Stored items:
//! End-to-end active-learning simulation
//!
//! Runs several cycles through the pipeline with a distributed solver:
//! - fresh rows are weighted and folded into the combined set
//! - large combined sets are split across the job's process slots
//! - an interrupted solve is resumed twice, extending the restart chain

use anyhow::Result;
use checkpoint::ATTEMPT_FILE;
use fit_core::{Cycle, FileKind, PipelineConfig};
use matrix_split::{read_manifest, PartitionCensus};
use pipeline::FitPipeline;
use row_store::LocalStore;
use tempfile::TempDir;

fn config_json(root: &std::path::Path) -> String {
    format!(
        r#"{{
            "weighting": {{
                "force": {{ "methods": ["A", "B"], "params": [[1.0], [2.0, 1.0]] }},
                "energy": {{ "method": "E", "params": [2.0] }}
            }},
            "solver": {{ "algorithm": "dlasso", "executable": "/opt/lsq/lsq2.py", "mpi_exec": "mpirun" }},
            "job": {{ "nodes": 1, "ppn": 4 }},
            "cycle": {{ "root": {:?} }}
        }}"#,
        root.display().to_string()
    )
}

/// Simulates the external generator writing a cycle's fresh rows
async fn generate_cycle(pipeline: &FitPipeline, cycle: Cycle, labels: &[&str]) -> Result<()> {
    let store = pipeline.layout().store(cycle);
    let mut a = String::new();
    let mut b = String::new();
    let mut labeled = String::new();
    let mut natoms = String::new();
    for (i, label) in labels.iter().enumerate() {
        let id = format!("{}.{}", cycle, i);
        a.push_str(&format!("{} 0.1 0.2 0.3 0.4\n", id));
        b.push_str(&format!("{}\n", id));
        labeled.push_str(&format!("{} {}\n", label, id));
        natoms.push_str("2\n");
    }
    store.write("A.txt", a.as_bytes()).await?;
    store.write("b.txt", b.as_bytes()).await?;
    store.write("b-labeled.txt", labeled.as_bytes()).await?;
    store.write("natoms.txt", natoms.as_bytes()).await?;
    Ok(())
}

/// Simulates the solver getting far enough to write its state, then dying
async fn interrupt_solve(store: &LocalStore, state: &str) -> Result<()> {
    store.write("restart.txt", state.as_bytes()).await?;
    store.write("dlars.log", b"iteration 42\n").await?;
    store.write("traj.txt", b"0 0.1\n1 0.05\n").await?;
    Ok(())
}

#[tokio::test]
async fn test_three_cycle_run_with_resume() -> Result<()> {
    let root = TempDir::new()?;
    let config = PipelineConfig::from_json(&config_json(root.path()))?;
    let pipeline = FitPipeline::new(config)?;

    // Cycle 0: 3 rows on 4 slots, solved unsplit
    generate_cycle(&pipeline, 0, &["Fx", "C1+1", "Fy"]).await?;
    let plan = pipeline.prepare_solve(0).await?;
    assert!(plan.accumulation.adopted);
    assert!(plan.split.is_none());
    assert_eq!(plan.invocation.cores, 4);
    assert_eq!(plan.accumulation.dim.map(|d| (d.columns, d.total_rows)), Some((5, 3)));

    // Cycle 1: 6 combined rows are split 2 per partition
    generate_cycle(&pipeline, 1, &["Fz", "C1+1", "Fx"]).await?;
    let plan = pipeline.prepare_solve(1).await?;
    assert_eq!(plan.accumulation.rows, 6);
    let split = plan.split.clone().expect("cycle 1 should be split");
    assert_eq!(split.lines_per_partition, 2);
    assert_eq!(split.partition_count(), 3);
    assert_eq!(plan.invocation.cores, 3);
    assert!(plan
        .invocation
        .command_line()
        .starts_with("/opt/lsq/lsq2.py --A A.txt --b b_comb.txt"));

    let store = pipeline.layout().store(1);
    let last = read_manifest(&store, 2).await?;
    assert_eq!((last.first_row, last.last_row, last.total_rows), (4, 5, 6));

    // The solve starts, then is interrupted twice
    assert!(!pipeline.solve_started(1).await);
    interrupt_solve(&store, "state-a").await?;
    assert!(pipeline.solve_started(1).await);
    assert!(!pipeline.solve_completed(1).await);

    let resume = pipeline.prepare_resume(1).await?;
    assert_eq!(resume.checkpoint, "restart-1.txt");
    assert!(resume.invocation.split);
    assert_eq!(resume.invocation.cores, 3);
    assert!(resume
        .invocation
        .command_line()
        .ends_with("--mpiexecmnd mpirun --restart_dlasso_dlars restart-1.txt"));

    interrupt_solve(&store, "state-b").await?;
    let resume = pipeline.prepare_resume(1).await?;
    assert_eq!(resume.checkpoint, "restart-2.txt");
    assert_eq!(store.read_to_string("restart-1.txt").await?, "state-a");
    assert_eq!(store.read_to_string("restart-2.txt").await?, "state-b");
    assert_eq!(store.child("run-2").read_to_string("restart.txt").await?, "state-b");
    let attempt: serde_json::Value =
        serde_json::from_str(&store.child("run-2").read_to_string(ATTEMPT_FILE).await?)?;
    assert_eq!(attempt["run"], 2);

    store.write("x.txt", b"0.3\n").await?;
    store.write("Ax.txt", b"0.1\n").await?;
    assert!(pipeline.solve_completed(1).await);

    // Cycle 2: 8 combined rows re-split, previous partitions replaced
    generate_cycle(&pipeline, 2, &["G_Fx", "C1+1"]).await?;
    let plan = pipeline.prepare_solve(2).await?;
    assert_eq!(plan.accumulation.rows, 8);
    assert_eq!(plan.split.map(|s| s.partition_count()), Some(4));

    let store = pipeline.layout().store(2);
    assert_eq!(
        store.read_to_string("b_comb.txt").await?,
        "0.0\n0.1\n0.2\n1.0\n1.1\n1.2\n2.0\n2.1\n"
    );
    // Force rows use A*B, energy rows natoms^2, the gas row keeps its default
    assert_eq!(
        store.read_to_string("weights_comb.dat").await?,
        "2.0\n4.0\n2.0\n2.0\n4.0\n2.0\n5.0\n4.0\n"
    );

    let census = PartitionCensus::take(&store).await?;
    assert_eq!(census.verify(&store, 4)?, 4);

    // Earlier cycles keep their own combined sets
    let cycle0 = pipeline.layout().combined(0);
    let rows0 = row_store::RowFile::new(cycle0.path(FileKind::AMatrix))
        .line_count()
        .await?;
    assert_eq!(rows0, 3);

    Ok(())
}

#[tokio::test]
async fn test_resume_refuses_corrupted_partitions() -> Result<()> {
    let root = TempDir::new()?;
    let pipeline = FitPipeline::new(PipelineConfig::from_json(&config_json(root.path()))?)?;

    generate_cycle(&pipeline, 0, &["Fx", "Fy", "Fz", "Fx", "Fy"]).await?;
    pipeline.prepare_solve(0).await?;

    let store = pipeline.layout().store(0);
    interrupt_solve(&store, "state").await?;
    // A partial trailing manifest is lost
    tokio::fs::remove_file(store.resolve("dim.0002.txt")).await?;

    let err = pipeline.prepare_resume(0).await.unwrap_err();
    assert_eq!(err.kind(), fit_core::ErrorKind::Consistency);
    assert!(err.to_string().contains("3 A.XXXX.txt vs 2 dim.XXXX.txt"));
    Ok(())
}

* [TASK BRIEF]
The answer must consist of every line from the entries that holds the string "natoms".

* [YOUR SOLUTION]
    let mut natoms = String::new();
        natoms.push_str("2\n");
    store.write("natoms.txt", natoms.as_bytes()).await?;
    // Force rows use A*B, energy rows natoms^2, the gas row keeps its default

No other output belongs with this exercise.